What you have to do » The required answer is a copy of each line in the entries below that includes "filename".

[Source data — start]

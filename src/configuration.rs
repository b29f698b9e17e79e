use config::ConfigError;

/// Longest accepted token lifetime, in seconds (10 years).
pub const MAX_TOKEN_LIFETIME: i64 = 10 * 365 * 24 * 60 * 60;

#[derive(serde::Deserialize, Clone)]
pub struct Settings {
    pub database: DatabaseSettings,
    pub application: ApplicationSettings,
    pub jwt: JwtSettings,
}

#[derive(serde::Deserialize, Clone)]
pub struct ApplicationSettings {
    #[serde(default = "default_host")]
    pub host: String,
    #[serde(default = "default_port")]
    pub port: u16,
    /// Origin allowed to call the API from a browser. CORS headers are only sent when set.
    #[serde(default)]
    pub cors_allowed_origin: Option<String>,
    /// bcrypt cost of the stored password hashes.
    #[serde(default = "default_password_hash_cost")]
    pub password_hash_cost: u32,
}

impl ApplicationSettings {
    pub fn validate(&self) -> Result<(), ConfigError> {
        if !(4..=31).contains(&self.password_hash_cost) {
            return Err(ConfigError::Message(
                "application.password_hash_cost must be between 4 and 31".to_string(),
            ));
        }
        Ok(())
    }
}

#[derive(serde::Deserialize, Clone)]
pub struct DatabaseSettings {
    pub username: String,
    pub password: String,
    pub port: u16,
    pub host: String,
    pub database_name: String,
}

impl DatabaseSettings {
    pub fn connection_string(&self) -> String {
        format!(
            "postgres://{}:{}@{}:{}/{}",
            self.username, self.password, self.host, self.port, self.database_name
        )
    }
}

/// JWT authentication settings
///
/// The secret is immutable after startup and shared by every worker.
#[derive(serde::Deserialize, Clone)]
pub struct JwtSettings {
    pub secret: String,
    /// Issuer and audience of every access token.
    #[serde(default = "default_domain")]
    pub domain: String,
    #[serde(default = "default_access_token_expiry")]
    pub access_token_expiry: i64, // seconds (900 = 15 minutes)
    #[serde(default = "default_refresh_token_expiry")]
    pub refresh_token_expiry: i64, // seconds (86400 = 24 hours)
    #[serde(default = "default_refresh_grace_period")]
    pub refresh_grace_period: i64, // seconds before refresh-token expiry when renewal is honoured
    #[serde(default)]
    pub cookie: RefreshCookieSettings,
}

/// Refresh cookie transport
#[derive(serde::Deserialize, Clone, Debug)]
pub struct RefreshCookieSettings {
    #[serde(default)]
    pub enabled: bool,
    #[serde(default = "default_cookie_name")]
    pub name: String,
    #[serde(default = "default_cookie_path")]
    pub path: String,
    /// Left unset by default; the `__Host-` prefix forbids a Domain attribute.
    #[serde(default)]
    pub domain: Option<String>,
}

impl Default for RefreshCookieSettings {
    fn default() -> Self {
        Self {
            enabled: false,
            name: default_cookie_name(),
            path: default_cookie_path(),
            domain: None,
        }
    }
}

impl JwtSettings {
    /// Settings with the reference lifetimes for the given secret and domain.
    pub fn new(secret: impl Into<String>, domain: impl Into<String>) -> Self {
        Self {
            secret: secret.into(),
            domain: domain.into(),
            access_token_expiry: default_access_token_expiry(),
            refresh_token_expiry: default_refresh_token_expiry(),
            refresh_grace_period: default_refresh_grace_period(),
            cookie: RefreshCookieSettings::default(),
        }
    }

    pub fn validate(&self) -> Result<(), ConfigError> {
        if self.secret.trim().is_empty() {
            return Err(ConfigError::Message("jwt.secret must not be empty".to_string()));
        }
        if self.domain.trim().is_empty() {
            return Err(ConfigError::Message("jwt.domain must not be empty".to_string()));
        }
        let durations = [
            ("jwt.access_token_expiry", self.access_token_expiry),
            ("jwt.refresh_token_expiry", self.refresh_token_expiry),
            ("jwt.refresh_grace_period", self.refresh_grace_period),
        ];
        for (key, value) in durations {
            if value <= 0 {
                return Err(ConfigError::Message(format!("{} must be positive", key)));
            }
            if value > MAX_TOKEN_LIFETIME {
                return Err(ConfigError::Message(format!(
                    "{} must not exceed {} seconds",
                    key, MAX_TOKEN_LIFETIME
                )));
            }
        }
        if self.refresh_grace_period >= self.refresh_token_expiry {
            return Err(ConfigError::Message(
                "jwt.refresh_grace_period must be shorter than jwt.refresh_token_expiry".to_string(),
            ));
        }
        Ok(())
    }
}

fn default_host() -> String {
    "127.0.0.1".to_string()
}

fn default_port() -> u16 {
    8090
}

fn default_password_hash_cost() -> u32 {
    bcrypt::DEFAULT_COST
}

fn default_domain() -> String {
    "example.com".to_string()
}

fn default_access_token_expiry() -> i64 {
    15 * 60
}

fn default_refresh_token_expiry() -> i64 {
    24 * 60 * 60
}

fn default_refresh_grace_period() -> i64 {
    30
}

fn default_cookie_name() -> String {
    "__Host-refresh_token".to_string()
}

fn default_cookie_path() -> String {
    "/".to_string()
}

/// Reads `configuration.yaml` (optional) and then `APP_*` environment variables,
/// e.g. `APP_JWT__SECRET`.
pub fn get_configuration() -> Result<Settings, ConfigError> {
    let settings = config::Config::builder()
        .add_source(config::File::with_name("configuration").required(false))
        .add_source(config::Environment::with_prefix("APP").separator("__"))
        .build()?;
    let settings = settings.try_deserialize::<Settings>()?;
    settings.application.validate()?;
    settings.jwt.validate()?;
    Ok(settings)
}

[Source data — finish]
[Source data — start]

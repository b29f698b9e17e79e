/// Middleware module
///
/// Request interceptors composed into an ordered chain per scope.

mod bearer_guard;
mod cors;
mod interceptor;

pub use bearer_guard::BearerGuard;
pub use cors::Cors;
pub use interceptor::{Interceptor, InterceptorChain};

[Source data — finish]
[Source data — start]

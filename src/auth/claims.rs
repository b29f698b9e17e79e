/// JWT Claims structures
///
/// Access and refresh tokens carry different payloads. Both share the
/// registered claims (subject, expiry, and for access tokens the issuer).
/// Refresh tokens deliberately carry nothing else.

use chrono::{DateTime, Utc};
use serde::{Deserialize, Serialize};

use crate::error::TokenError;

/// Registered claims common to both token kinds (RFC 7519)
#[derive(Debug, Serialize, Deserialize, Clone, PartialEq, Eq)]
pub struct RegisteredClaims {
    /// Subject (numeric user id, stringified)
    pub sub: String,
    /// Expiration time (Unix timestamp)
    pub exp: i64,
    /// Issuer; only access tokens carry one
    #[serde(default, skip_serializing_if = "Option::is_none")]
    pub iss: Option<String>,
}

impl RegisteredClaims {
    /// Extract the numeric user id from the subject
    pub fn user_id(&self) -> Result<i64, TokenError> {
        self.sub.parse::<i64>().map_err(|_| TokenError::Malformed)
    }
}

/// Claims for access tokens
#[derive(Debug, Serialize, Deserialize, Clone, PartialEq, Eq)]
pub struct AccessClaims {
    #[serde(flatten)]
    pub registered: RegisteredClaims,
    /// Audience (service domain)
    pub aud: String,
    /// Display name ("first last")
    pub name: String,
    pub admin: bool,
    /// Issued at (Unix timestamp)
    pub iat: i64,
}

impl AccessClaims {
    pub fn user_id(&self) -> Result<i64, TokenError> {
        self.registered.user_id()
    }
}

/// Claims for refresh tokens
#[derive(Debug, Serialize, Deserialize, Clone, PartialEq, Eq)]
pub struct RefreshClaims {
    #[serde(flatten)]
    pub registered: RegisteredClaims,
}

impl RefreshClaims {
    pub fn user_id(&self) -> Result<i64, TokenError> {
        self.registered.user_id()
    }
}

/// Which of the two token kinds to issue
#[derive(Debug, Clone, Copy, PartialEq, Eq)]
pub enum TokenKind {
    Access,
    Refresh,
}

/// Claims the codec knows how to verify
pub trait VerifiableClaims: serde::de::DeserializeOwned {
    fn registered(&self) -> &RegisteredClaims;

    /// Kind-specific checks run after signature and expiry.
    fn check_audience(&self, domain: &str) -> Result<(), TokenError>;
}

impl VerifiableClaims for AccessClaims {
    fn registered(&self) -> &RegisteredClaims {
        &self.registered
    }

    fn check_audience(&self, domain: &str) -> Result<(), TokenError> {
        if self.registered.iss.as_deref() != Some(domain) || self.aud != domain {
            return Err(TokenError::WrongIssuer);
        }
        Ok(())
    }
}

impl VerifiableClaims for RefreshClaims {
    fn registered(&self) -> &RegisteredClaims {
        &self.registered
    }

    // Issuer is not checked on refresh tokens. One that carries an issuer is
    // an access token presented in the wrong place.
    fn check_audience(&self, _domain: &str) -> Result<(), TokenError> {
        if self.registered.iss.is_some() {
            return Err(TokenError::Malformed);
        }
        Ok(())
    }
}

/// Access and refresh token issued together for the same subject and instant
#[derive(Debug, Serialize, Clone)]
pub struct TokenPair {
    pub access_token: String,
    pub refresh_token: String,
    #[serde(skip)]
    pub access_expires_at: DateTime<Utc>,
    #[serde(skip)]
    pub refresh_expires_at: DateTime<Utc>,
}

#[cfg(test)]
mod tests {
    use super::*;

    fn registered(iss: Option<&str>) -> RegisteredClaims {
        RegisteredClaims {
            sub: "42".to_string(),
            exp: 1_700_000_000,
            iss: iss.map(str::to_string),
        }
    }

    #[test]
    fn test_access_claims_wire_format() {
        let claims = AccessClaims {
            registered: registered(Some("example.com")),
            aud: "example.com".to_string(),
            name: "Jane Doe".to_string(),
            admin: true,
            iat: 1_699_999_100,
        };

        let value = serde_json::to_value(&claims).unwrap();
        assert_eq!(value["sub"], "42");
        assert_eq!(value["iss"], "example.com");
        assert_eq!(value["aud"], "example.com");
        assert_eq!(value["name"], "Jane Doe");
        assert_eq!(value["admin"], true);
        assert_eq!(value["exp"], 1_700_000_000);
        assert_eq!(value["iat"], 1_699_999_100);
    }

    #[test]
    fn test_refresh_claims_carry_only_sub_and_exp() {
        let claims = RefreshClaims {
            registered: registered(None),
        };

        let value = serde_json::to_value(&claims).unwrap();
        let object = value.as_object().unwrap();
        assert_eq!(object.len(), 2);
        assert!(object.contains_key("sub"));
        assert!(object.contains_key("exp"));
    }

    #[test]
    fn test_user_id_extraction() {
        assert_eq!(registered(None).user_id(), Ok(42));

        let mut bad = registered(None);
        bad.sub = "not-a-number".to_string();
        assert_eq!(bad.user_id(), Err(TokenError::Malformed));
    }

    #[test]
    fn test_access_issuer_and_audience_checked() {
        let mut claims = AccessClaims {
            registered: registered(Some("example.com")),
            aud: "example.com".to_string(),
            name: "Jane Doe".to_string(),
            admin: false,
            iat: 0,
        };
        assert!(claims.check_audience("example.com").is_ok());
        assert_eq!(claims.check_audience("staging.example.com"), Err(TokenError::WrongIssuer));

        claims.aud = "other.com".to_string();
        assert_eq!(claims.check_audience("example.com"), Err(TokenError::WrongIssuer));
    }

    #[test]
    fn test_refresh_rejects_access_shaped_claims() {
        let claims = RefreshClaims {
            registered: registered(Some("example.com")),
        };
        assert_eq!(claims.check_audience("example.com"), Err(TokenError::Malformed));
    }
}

[Source data — finish]

Answer space »
filename src/configuration.rs
filename src/auth/claims.rs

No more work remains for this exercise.